Though the BIA discussed the First Circuit’s holding in Lopes, it ultimately rested its conclusion on § 16(b)’s “substantial risk” requirement. To convict someone of criminal solicitation, the BIA explained, “the State must show that the accused intended that the solicited crime, in this case assault with a dangerous weapon, would be committed.” Matter of Guerrero, 25 I&N Dec. at 635. Accordingly, “although the respondent’s solicitation offense ‘can be committed without the use of force and before any actual force is used, this does not diminish the substantial risk of violence that solicitation of . . . assaultinherently presents.’” Matter of Guerrero, 25 I&N Dec. at 635.

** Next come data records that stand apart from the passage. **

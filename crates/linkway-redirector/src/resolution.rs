use linkway_core::ShortCode;
use linkway_registry::RegistrySnapshot;

/// Outcome of resolving a short code.
#[derive(Debug, Clone, PartialEq, Eq)]
pub enum Resolution {
    /// The registry has not finished loading yet.
    Pending,
    /// The code maps to this (normalized) destination.
    Found(String),
    /// The code is malformed or absent from a loaded registry.
    NotFound,
}

impl Resolution {
    pub fn is_terminal(&self) -> bool {
        !matches!(self, Resolution::Pending)
    }
}

/// Resolves `requested` against `snapshot` without side effects.
///
/// The registry refuses to store a malformed code, so one resolves to
/// `NotFound` immediately. Otherwise the load signal is consulted first: an unloaded
/// registry yields `Pending` even when it happens to be empty.
pub fn evaluate(requested: &str, snapshot: &RegistrySnapshot) -> Resolution {
    if !ShortCode::is_valid(requested) {
        return Resolution::NotFound;
    }

    if !snapshot.is_loaded() {
        return Resolution::Pending;
    }

    match snapshot.lookup(requested) {
        Some(record) => Resolution::Found(record.destination().into_owned()),
        None => Resolution::NotFound,
    }
}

In effect, the BIA, relying on the First Circuit’s holding that Rhode Island assault necessarily involves the use or threatened use of physical force, concluded that solicitation to commit assault necessarily involves a substantial risk that physical force would be used to actually perform the assault. As such, it concluded that Rhode Island solicitation to commit assault constitutes a crime of violence as defined by 18 U.S.C. § 16(b). Matter of Guerrero, 25 I&N Dec. at 636.